What’s wrong with the ISA?


Police and water cannon during the 1 Aug anti-ISA rally (Pic courtesy of Merdeka Review)

MOB rule. “Ini bukan budaya kita”. Public nuisance. The 20,000 who marched on 1 Aug 2009 in Kuala Lumpur against the Internal Security Act (ISA) have been labelled these.

Whether or not one agrees with using street protests as a way to express an opinion, the fact is that peaceful demonstrations are recognised as a universal human right. Would the outcome of the march have been quicker and less messy if this principle were accepted?

In part one of a two-part interview, Parti Keadilan Rakyat (PKR) vice-president R Sivarasa talks to The Nut Graph after he was released following his arrest and two-day detention for being part of the 1 Aug anti-ISA rally. Sivarasa, who is also the Member of Parliament for Subang and a human rights lawyer, was arrested along with almost 600 others. He explains the dissatisfaction with the government’s ongoing review of the ISA, and how peaceful assemblies, allowed even in some neighbouring countries, need not disrupt public order.

TNG: What is Pakatan Rakyat’s response to (Prime Minister Datuk Seri) Najib (Razak)’s statement that there is no point demonstrating over the ISA, since the Act is being reviewed?

Sivarasa: The question of review is not the issue. We have a political position that, on principle, the ISA has to be repealed. And we’re exercising our basic democratic rights in expressing that view.

The real difference between us is: Pakatan upholds the right to peaceful assembly, and that’s a right we will guarantee the people if we run this country. Barisan doesn’t want to respect that right. And Barisan is prepared to inflict violence on people, to stop the peaceful exercise of that right. That’s the real difference between us.

So, this question about “why demonstrate when we are reviewing” is a red herring. It’s a non-issue. Our stand is that we want the ISA abolished, we have our arguments, and we have the political right to express that. What Najib fails to see is that he ought to allow the expression of that view. He’s entitled to his view as well.

Many argue that the ISA is still needed to keep terrorism in check. As the opposition, has Pakatan gone so far as to come up with its own draft law to deal with terrorism?

Our view is that, even after you remove the ISA, there are sufficient laws in the Penal Code and various other laws, including the Criminal Procedure Code (CPC), to deal with terrorist offences quite adequately. The Penal Code and the CPC were amended in 2006 to deal with that.

And we have already, in our criminal justice system, investigation periods of up to 14 days, which are long compared to some other countries such as the UK, which only allows for 24 hours for normal criminal cases. In Malaysia, for any crime you can be held for 14 days under the CPC with authorisation from a magistrate.

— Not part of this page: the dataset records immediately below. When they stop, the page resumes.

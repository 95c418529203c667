//! 共通型定義

pub mod error;
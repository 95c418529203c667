//! 統合テスト用の共通ユーティリティ

pub mod http;
pub mod sites;
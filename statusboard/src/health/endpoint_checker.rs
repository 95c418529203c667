//! エンドポイントヘルスチェッカー
//!
//! 1回のGETリクエストで稼働状況とレイテンシを計測する。
//! 失敗は通常の結果（`Unavailable`）として扱い、呼び出し元にエラーを返さない。

use crate::types::endpoint::{Endpoint, EndpointHealth};
use async_trait::async_trait;
use reqwest::Client;
use std::sync::Arc;
use std::time::{Duration, Instant};
use tracing::{debug, warn};

/// ヘルスチェックのデフォルトタイムアウト（秒）
pub const DEFAULT_PROBE_TIMEOUT_SECS: u64 = 5;

/// 単一エンドポイントの稼働確認
#[async_trait]
pub trait HealthProbe: Send + Sync {
    /// エンドポイントを1回チェックし、結果を返す
    async fn probe(&self, endpoint: &Endpoint) -> EndpointHealth;
}

/// HTTP GETによるヘルスチェック
///
/// ステータスコードとボディの内容は問わず、レスポンスヘッダを受信できれば稼働中とみなす。
#[derive(Clone, Debug)]
pub struct HttpProbe {
    client: Client,
    timeout: Duration,
}

impl HttpProbe {
    /// タイムアウトを指定してプローブを作成
    ///
    /// `timeout`は接続確立と、リクエスト全体の期限の両方に使用する。
    pub fn new(timeout: Duration) -> reqwest::Result<Self> {
        let client = Client::builder().connect_timeout(timeout).build()?;
        Ok(Self { client, timeout })
    }
}

#[async_trait]
impl HealthProbe for HttpProbe {
    async fn probe(&self, endpoint: &Endpoint) -> EndpointHealth {
        let start = Instant::now();

        let response = match self
            .client
            .get(endpoint.address().clone())
            .timeout(self.timeout)
            .send()
            .await
        {
            Ok(response) => response,
            Err(e) => {
                warn!(
                    endpoint_name = %endpoint.name(),
                    address = %endpoint.address(),
                    error = %e,
                    "Health check request failed"
                );
                return EndpointHealth::Unavailable;
            }
        };
        let latency = start.elapsed();

        // ボディは読み捨てる
        let status = response.status();
        if let Err(e) = response.bytes().await {
            debug!(
                endpoint_name = %endpoint.name(),
                error = %e,
                "Failed to drain response body"
            );
        }

        debug!(
            endpoint_name = %endpoint.name(),
            status = %status,
            latency_ms = latency.as_millis() as u64,
            "Health check succeeded"
        );

        EndpointHealth::Available { latency }
    }
}

/// プローブ結果をエンドポイントに反映するチェッカー
#[derive(Clone)]
pub struct EndpointChecker {
    probe: Arc<dyn HealthProbe>,
}

impl EndpointChecker {
    /// プローブを指定して作成
    pub fn new(probe: Arc<dyn HealthProbe>) -> Self {
        Self { probe }
    }

    /// 単一エンドポイントのヘルスチェック
    ///
    /// 結果をエンドポイントに書き込み、同じ値を返す。
    pub async fn check_endpoint(&self, endpoint: &Endpoint) -> EndpointHealth {
        let health = self.probe.probe(endpoint).await;
        endpoint.set_health(health);
        health
    }
}
//! ヘルスチェック監視
//!
//! PULL型ヘルスチェック。各エンドポイントにGETを送り、稼働状況とレイテンシを記録する。

pub mod endpoint_checker;
pub mod monitor;

pub use endpoint_checker::{EndpointChecker, HealthProbe, HttpProbe};
pub use monitor::{CycleReport, HealthMonitor, MonitorHandle, MonitorState};
//! REST APIハンドラー
//!
//! ステータス問い合わせ、カウンター参照、サービス自身のヘルスチェック

pub mod error;
pub mod metrics;
pub mod status;

use crate::AppState;
use axum::{routing::get, Router};
use tower_http::trace::TraceLayer;

/// APIルーターを作成
pub fn create_app(state: AppState) -> Router {
    Router::new()
        .route("/status/site/:site", get(status::get_site))
        .route("/status/min", get(status::get_min))
        .route("/status/max", get(status::get_max))
        .route("/status/random", get(status::get_random))
        .route("/metrics", get(metrics::all))
        .route("/metrics/:site", get(metrics::get_site))
        .route("/health", get(status::health))
        .layer(TraceLayer::new_for_http())
        .with_state(state)
}
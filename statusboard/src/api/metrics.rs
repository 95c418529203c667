//! カウンター参照APIハンドラー

use super::error::AppError;
use crate::common::error::StatusError;
use crate::AppState;
use axum::{
    extract::{Path, State},
    Json,
};
use serde::Serialize;
use std::collections::BTreeMap;

/// サイト単位のカウンター値
#[derive(Debug, Serialize)]
pub struct SiteCounter {
    /// サイト名
    pub name: String,
    /// 問い合わせ回数
    pub checks: u64,
}

/// GET /metrics - 全サイトのカウンター
pub async fn all(State(state): State<AppState>) -> Json<BTreeMap<String, u64>> {
    Json(state.status_service.counters().snapshot())
}

/// GET /metrics/:site - 1サイトのカウンター
///
/// 監視対象に存在しないサイトは404。
pub async fn get_site(
    State(state): State<AppState>,
    Path(site): Path<String>,
) -> Result<Json<SiteCounter>, AppError> {
    if state.status_service.registry().get(&site).is_none() {
        return Err(StatusError::NotFound(site).into());
    }

    let checks = state.status_service.counters().count(&site);
    Ok(Json(SiteCounter { name: site, checks }))
}
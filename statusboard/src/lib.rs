//! Status board Server
//!
//! サイト一覧を定期的に監視し、稼働状況とレイテンシを問い合わせに応じて返すサーバー

#![warn(missing_docs)]

/// 共通型定義
pub mod common;

/// REST APIハンドラー
pub mod api;

/// ヘルスチェック監視
pub mod health;

/// エンドポイント登録管理
pub mod registry;

/// 問い合わせカウンター
pub mod metrics;

/// ステータス問い合わせ
pub mod query;

/// ロギング初期化ユーティリティ
pub mod logging;

/// 設定管理（環境変数ヘルパー）
pub mod config;

/// CLIインターフェース
pub mod cli;

/// 型定義
pub mod types;

/// axumサーバー
pub mod server;

/// Shutdown controller
pub mod shutdown;

/// アプリケーション状態
#[derive(Clone)]
pub struct AppState {
    /// ステータス問い合わせサービス
    pub status_service: query::StatusService,

    /// Cooperative shutdown controller
    pub shutdown: shutdown::ShutdownController,
}
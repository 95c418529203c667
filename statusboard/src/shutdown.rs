//! Cooperative shutdown controller.
//!
//! The same signal stops the health monitor loop and the HTTP server.

use std::sync::{
    atomic::{AtomicBool, Ordering},
    Arc,
};
use tokio::sync::Notify;

/// Cooperative cancellation signal shared by background tasks.
///
/// Once requested, the signal stays raised for the lifetime of the controller.
#[derive(Clone, Debug, Default)]
pub struct ShutdownController {
    inner: Arc<Inner>,
}

#[derive(Debug, Default)]
struct Inner {
    requested: AtomicBool,
    notify: Notify,
}

impl ShutdownController {
    /// Creates a controller in the "running" state.
    pub fn new() -> Self {
        Self::default()
    }

    /// Returns true if shutdown has been requested.
    pub fn is_shutdown_requested(&self) -> bool {
        self.inner.requested.load(Ordering::SeqCst)
    }

    /// Request shutdown and wake all waiters.
    pub fn request_shutdown(&self) {
        self.inner.requested.store(true, Ordering::SeqCst);
        self.inner.notify.notify_waiters();
    }

    /// Wait until shutdown is requested.
    pub async fn wait(&self) {
        let notified = self.inner.notify.notified();
        tokio::pin!(notified);
        // Register before checking the flag so a concurrent request is not missed.
        notified.as_mut().enable();

        if self.is_shutdown_requested() {
            return;
        }
        notified.await;
    }
}
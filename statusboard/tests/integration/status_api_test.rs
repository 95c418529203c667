//! HTTP API経由の問い合わせテスト

use std::sync::Arc;
use std::time::Duration;

use reqwest::StatusCode;
use serde_json::Value;
use statusboard::health::{HealthMonitor, HttpProbe};
use statusboard::metrics::counter_store;
use statusboard::query::StatusService;
use statusboard::registry::{EndpointRegistry, FileEndpointSource};
use statusboard::shutdown::ShutdownController;
use statusboard::AppState;

use crate::support::http::spawn_status_board;
use crate::support::sites::{mock_site, write_sites_file};

async fn warmed_state(site_uris: &[String], metrics_enabled: bool) -> AppState {
    let lines: Vec<&str> = site_uris.iter().map(String::as_str).collect();
    let sites = write_sites_file(&lines);
    let registry = EndpointRegistry::load(&FileEndpointSource::new(sites.path()))
        .await
        .expect("sites should load");

    let shutdown = ShutdownController::new();
    let probe = HttpProbe::new(Duration::from_millis(300)).unwrap();
    // 監視ループはサーバーと同じシャットダウンで止まる
    let _handle = HealthMonitor::new(registry.clone(), Arc::new(probe))
        .with_interval(Duration::from_secs(60))
        .start(shutdown.clone())
        .await;

    AppState {
        status_service: StatusService::new(registry, counter_store(metrics_enabled)),
        shutdown,
    }
}

#[tokio::test]
async fn status_endpoints_over_http() {
    let fast = mock_site(200, Duration::ZERO).await;
    let slow = mock_site(200, Duration::from_millis(100)).await;
    let state = warmed_state(&[fast.uri(), slow.uri()], true).await;
    let server = spawn_status_board(state).await;
    let client = reqwest::Client::new();

    let res = client.get(server.url("/status/min")).send().await.unwrap();
    assert_eq!(res.status(), StatusCode::OK);
    let body: Value = res.json().await.unwrap();
    assert_eq!(body["name"], fast.uri());
    assert_eq!(body["alive"], true);
    assert!(body["latency_ms"].as_f64().is_some());

    let res = client.get(server.url("/status/max")).send().await.unwrap();
    let body: Value = res.json().await.unwrap();
    assert_eq!(body["name"], slow.uri());
    assert!(body["latency_ms"].as_f64().unwrap() >= 100.0);

    let res = client.get(server.url("/status/random")).send().await.unwrap();
    assert_eq!(res.status(), StatusCode::OK);

    let res = client
        .get(server.url("/status/site/unknown.example"))
        .send()
        .await
        .unwrap();
    assert_eq!(res.status(), StatusCode::NOT_FOUND);
    let body: Value = res.json().await.unwrap();
    assert_eq!(body["error"], "Unknown site: unknown.example");

    let res = client.get(server.url("/health")).send().await.unwrap();
    let body: Value = res.json().await.unwrap();
    assert_eq!(body["endpoints"], 2);
    assert_eq!(body["available"], 2);

    let res = client.get(server.url("/metrics")).send().await.unwrap();
    let body: Value = res.json().await.unwrap();
    let total: u64 = body
        .as_object()
        .unwrap()
        .values()
        .map(|count| count.as_u64().unwrap())
        .sum();
    // min, max, randomの3回（不明サイトとhealthは数えない）
    assert_eq!(total, 3);

    server.stop().await;
}

#[tokio::test]
async fn no_available_sites_returns_no_content() {
    let hanging = mock_site(200, Duration::from_secs(5)).await;
    let state = warmed_state(&[hanging.uri()], false).await;
    let server = spawn_status_board(state).await;
    let client = reqwest::Client::new();

    for path in ["/status/min", "/status/max"] {
        let res = client.get(server.url(path)).send().await.unwrap();
        assert_eq!(res.status(), StatusCode::NO_CONTENT, "{}", path);
        assert!(res.bytes().await.unwrap().is_empty());
    }

    // randomは停止中のサイトも返す
    let res = client.get(server.url("/status/random")).send().await.unwrap();
    assert_eq!(res.status(), StatusCode::OK);
    let body: Value = res.json().await.unwrap();
    assert_eq!(body["alive"], false);
    assert!(body["latency_ms"].is_null());

    server.stop().await;
}
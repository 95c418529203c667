//! エラー型定義
//!
//! 統一エラー型（thiserror使用）

use std::path::PathBuf;
use thiserror::Error;

/// 問い合わせ層のエラー
#[derive(Debug, Error, Clone, PartialEq, Eq)]
pub enum StatusError {
    /// 指定された名前のエンドポイントが存在しない
    #[error("Unknown site: {0}")]
    NotFound(String),

    /// 条件を満たすエンドポイントが存在しない
    #[error("No sites")]
    Empty,
}

/// サイト一覧の1行をエンドポイントとして解釈できなかった
#[derive(Debug, Error)]
pub enum EndpointParseError {
    /// URLとして不正
    #[error("invalid address '{raw}': {source}")]
    InvalidUrl {
        /// 元の行
        raw: String,
        /// パースエラー
        #[source]
        source: url::ParseError,
    },

    /// HTTP/HTTPS以外のスキーム
    #[error("unsupported scheme '{scheme}' in '{raw}'")]
    UnsupportedScheme {
        /// 元の行
        raw: String,
        /// 指定されたスキーム
        scheme: String,
    },
}

/// エンドポイントソース読み込みエラー（起動時に致命的）
#[derive(Debug, Error)]
pub enum SourceError {
    /// ファイル読み込み失敗
    #[error("failed to read sites file {}: {source}", path.display())]
    Io {
        /// 対象ファイル
        path: PathBuf,
        /// I/Oエラー
        #[source]
        source: std::io::Error,
    },

    /// 有効なエンドポイントが1件もない
    #[error("no valid sites found in {source_name}")]
    NoEndpoints {
        /// ソースの表示名
        source_name: String,
    },
}

/// 設定エラー
#[derive(Debug, Error, PartialEq, Eq)]
pub enum ConfigError {
    /// 0秒のタイムアウトは無効
    #[error("probe timeout must be greater than zero")]
    ZeroTimeout,

    /// 0秒のチェック間隔は無効
    #[error("check interval must be greater than zero")]
    ZeroInterval,

    /// サイト一覧ファイルが未指定
    #[error("sites path is not set")]
    MissingSitesPath,
}

/// 問い合わせ層の結果型
pub type StatusResult<T> = Result<T, StatusError>;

Fifteen days, if you include the first 24 hours, for investigation. Even if the police say they need time to investigate because terrorism is involved, they still have 15 days.

Now, I’m going to compare with standards in other democratic countries to show how it should be — even in the United Kingdom, at the height of the IRA (Irish Republican Army) in the 70s, when bombs were being let off in pubs and people were being killed, under the anti-terrorism law at that time, you could only hold a person for four days. Just four days. That was for terrorism. For a normal crime, it’s 24 hours. In that time, police have to complete their investigations and make their decision whether to charge or not. After 24 hours, you must bring the person to court and either charge or release them immediately.

Now, British law allows for a maximum of 28 days of pre-charge detention for terrorism suspects. However, approval from a High Court judge must be obtained for detention beyond the first 14 days. Malaysia’s ISA, in contrast, provides for incommunicado detention for up to 60 days at the police’s discretion, before the home minister can sign an order for further detention without trial for up to two years. This is renewable indefinitely simply at the discretion of the minister. Malaysia has held ISA prisoners up to 16 years in detention.

Remember the Sauk incident involving the Al-Mau’nah militant group? Those who were arrested, charged in court and convicted were under normal laws [Section 121 of the Penal Code which is for the crime of "waging war against the King"]. Some were arrested under ISA, but others were dealt with under normal criminal laws, which is my point. You don’t need to create new laws.

Some make the false argument that you need the ISA for security because if you charge people in court, they’ll get bail and then go out and commit more terrorist crimes. If someone is charged with terrorism under other laws, it’s not difficult and in fact, probably appropriate to deny bail. The court will deny bail because it’s obvious if you let the suspect out, he [or she] might commit another offence. It’s done for every capital offence in this country, including murder. The accused is denied bail.

We could also do what is done in Indonesia, where they prosecute terrorists in open court. At the end of the day, it’s important that whoever you allege (to be a terrorist) is proven to be one. And it’s important for society to know what the evidence is. Bring the person to court, show the evidence, and then put him [or her] away. Then people will be satisfied that proper justice is done, and that the law is not being misused. In an open court trial, the very nature of the process is an important safeguard.

But you can’t know this with something like the ISA. Not just ISA; there are two other laws, the Emergency Ordinance and the Dangerous Drugs (Special Preventive Measures) Act, where hundreds of people have been locked up by the police on mere suspicion.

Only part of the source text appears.